|
BY ROBERT SILBERMAN
Michelangelo, at the quarries in
Carrara, no doubt felt aesthetic lust in his
heart when he saw the blocks of marble being carved out of the hillside for his
use. Arshile Gorky, even when he was a classic example of the poverty-stricken,
starving artist, haunted the art supply stores and found a way to buy large
quantities of the finest, most expensive brushes. I once saw the painter Russell
Chatham lovingly, almost ecstatically, unroll a huge piece of canvas that he had
special-ordered from Europe and just received, and was about to transform into
an immense landscape commissioned by the Museum of the Rockies.
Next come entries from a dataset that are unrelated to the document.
//! Tracking beacon endpoint.

use axum::{extract::State, Json};
use tracker_core::{ClientContext, PageViewSubmission};

use crate::extractors::{ClientIp, JsonOrForm, UserAgent};
use crate::response::{ApiError, PageViewResponse};
use crate::state::AppState;

/// POST /api/pageview - Record one page load.
///
/// IP and user agent come from the request, attribution fields from the
/// body. Every field is optional.
pub async fn pageview_handler(
    State(state): State<AppState>,
    ClientIp(ip): ClientIp,
    UserAgent(user_agent): UserAgent,
    JsonOrForm(submission): JsonOrForm<PageViewSubmission>,
) -> Result<Json<PageViewResponse>, ApiError> {
    let view_id = state
        .ingestion
        .submit_page_view(submission, ClientContext::new(ip, user_agent))
        .await?;
    Ok(Json(PageViewResponse::recorded(view_id)))
}
//! Write path: validate one inbound event and append it to the store.

use std::sync::Arc;
use std::time::Instant;

use store::RecordStore;
use telemetry::metrics;
use tracing::{info, warn};
use tracker_core::{
    limits::UNKNOWN_LABEL, ClientContext, LeadSubmission, PageViewSubmission, Result,
};

/// Validates and persists leads and page views.
///
/// Each call performs at most one insert and never retries; repeated
/// identical submissions produce repeated rows.
#[derive(Clone)]
pub struct IngestionService {
    store: Arc<dyn RecordStore>,
}

impl IngestionService {
    pub fn new(store: Arc<dyn RecordStore>) -> Self {
        Self { store }
    }

    /// Store a waitlist sign-up and return its id.
    ///
    /// Fails with a validation error, before touching the store, when name
    /// or email is missing or blank.
    pub async fn submit_lead(&self, submission: LeadSubmission) -> Result<i64> {
        let start = Instant::now();
        metrics().leads_received.inc();

        let lead = submission.into_new_lead().inspect_err(|e| {
            metrics().leads_failed_validation.inc();
            warn!(error = %e, "Rejected waitlist submission");
        })?;

        let variant = lead
            .ab_variant
            .clone()
            .filter(|v| !v.is_empty())
            .unwrap_or_else(|| UNKNOWN_LABEL.to_string());

        let lead_id = self.store.insert_lead(lead).await?;

        metrics().leads_stored.inc();
        let latency_ms = start.elapsed().as_millis() as u64;
        metrics().ingest_latency_ms.observe(latency_ms);

        info!(
            lead_id = lead_id,
            ab_variant = %variant,
            latency_ms = latency_ms,
            "Lead stored"
        );

        Ok(lead_id)
    }

    /// Store a page view and return its id. No field is required.
    pub async fn submit_page_view(
        &self,
        submission: PageViewSubmission,
        client: ClientContext,
    ) -> Result<i64> {
        let start = Instant::now();
        metrics().pageviews_received.inc();

        let view = submission.into_new_page_view(client).inspect_err(|e| {
            warn!(error = %e, "Rejected page view");
        })?;

        let view_id = self.store.insert_page_view(view).await?;

        metrics().pageviews_stored.inc();
        let latency_ms = start.elapsed().as_millis() as u64;
        metrics().ingest_latency_ms.observe(latency_ms);

        info!(view_id = view_id, latency_ms = latency_ms, "Page view stored");

        Ok(view_id)
    }
}
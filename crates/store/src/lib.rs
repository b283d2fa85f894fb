//! SQLite record store for the launch tracker.

pub mod client;
pub mod config;
pub mod health;
pub mod insert;
pub mod query;
pub mod record_store;
pub mod schema;

pub use client::*;
pub use config::*;
pub use record_store::RecordStore;
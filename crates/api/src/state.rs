//! Application state shared across handlers.

use std::path::PathBuf;
use std::sync::Arc;

use service::{AggregationService, IngestionService, StatsFailurePolicy};
use store::RecordStore;

/// Shared application state.
#[derive(Clone)]
pub struct AppState {
    /// Record store (SQLite in production, mocks in tests)
    pub store: Arc<dyn RecordStore>,
    /// Write path for `/api/waitlist` and `/api/pageview`
    pub ingestion: IngestionService,
    /// Read path for `/api/stats`
    pub aggregation: AggregationService,
    /// Whether `X-Forwarded-For` / `X-Real-IP` are trusted for the client IP
    pub trust_proxy: bool,
    /// Directory holding the landing page, dashboard and their assets
    pub static_dir: PathBuf,
}

impl AppState {
    /// Creates state with proxy headers trusted, the `Fail` stats policy and
    /// `public/` as the static directory.
    pub fn new(store: Arc<dyn RecordStore>) -> Self {
        Self {
            ingestion: IngestionService::new(store.clone()),
            aggregation: AggregationService::new(store.clone(), StatsFailurePolicy::default()),
            store,
            trust_proxy: true,
            static_dir: PathBuf::from("public"),
        }
    }

    pub fn with_trust_proxy(mut self, trust_proxy: bool) -> Self {
        self.trust_proxy = trust_proxy;
        self
    }

    pub fn with_stats_policy(mut self, policy: StatsFailurePolicy) -> Self {
        self.aggregation = AggregationService::new(self.store.clone(), policy);
        self
    }

    pub fn with_static_dir(mut self, dir: impl Into<PathBuf>) -> Self {
        self.static_dir = dir.into();
        self
    }
}
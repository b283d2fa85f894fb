//! Store double for service tests: a real in-memory SQLite store with
//! per-operation failure injection and call counting.

use std::collections::{BTreeMap, HashMap, HashSet};
use std::sync::Arc;

use async_trait::async_trait;
use parking_lot::Mutex;
use store::{RecordStore, SqliteStore};
use tracker_core::{
    Error, GroupField, Lead, NewLead, NewPageView, PageView, RecordKind, Result,
};

#[derive(Clone)]
pub struct FlakyStore {
    inner: SqliteStore,
    failing: Arc<Mutex<HashSet<&'static str>>>,
    calls: Arc<Mutex<HashMap<&'static str, usize>>>,
}

impl FlakyStore {
    pub fn new() -> Self {
        Self {
            inner: SqliteStore::in_memory().unwrap(),
            failing: Arc::default(),
            calls: Arc::default(),
        }
    }

    pub fn shared(&self) -> Arc<dyn RecordStore> {
        Arc::new(self.clone())
    }

    pub fn inner(&self) -> &SqliteStore {
        &self.inner
    }

    pub fn fail_on(&self, op: &'static str) {
        self.failing.lock().insert(op);
    }

    pub fn calls(&self, op: &'static str) -> usize {
        self.calls.lock().get(op).copied().unwrap_or(0)
    }

    fn enter(&self, op: &'static str) -> Result<()> {
        *self.calls.lock().entry(op).or_insert(0) += 1;
        if self.failing.lock().contains(op) {
            return Err(Error::storage(format!("injected {} failure", op)));
        }
        Ok(())
    }
}

#[async_trait]
impl RecordStore for FlakyStore {
    async fn insert_lead(&self, lead: NewLead) -> Result<i64> {
        self.enter("insert_lead")?;
        self.inner.insert_lead(lead).await
    }

    async fn insert_page_view(&self, view: NewPageView) -> Result<i64> {
        self.enter("insert_page_view")?;
        self.inner.insert_page_view(view).await
    }

    async fn count(&self, kind: RecordKind) -> Result<u64> {
        self.enter(match kind {
            RecordKind::Lead => "count_leads",
            RecordKind::PageView => "count_page_views",
        })?;
        self.inner.count(kind).await
    }

    async fn group_count(&self, field: GroupField) -> Result<BTreeMap<String, u64>> {
        self.enter("group_count")?;
        self.inner.group_count(field).await
    }

    async fn recent_leads(&self, limit: u32) -> Result<Vec<Lead>> {
        self.enter("recent_leads")?;
        self.inner.recent_leads(limit).await
    }

    async fn recent_page_views(&self, limit: u32) -> Result<Vec<PageView>> {
        self.enter("recent_page_views")?;
        self.inner.recent_page_views(limit).await
    }

    async fn close(&self) -> Result<()> {
        self.inner.close().await
    }

    fn is_healthy(&self) -> bool {
        self.inner.is_healthy()
    }
}
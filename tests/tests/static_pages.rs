//! Landing page, dashboard and asset serving.

use axum::http::StatusCode;
use integration_tests::setup::{TestContext, DASHBOARD_HTML, INDEX_HTML};

#[tokio::test]
async fn test_root_serves_landing_page() {
    let ctx = TestContext::new();
    let server = ctx.server();

    let response = server.get("/").await;
    response.assert_status_ok();
    assert_eq!(response.text(), INDEX_HTML);
}

#[tokio::test]
async fn test_dashboard_page() {
    let ctx = TestContext::new();
    let server = ctx.server();

    let response = server.get("/dashboard").await;
    response.assert_status_ok();
    assert_eq!(response.text(), DASHBOARD_HTML);
}

#[tokio::test]
async fn test_assets_served_from_static_dir() {
    let ctx = TestContext::new();
    let server = ctx.server();

    let response = server.get("/script.js").await;
    response.assert_status_ok();
    assert_eq!(response.text(), "// beacon");

    server
        .get("/missing.css")
        .await
        .assert_status(StatusCode::NOT_FOUND);
}

/// CORS is open, matching the beacon being posted from any origin
#[tokio::test]
async fn test_cors_allows_any_origin() {
    let ctx = TestContext::new();
    let server = ctx.server();

    let response = server
        .get("/api/stats")
        .add_header("Origin", "https://partner.example.com")
        .await;
    response.assert_status_ok();
    assert_eq!(
        response.header("access-control-allow-origin"),
        "*"
    );
}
The Minnesota artist Judy Onofrio has a slightly different approach to
acquiring the materials for her art. You see, she has this thing about house
sales: she's never met one she didn't like. And when she returns, the spoils are
not a block of marble just waiting to have the figure inside liberated, or a
handful of beautiful brushes, or a pristine canvas calling out for the first
touch of paint. No, more likely she has acquired a bunch of cookie tins, some
busted-up old wood furniture, a batch of costume jewelry, and a few unmatched
china plates nobody else wanted and which she was therefore able to buy for a
song.
For a long time, Onofrio's love of collecting was just a sideshow, with no
direct bearing on her work. Finally, however, her vocation as an artist came
together with her avocation as a collector, and all that stuff she'd been
gathering since her childhood days picking up seashells on the beach suddenly
became the stuff of art. "I've been an artist for 30 years," Onofrio has said.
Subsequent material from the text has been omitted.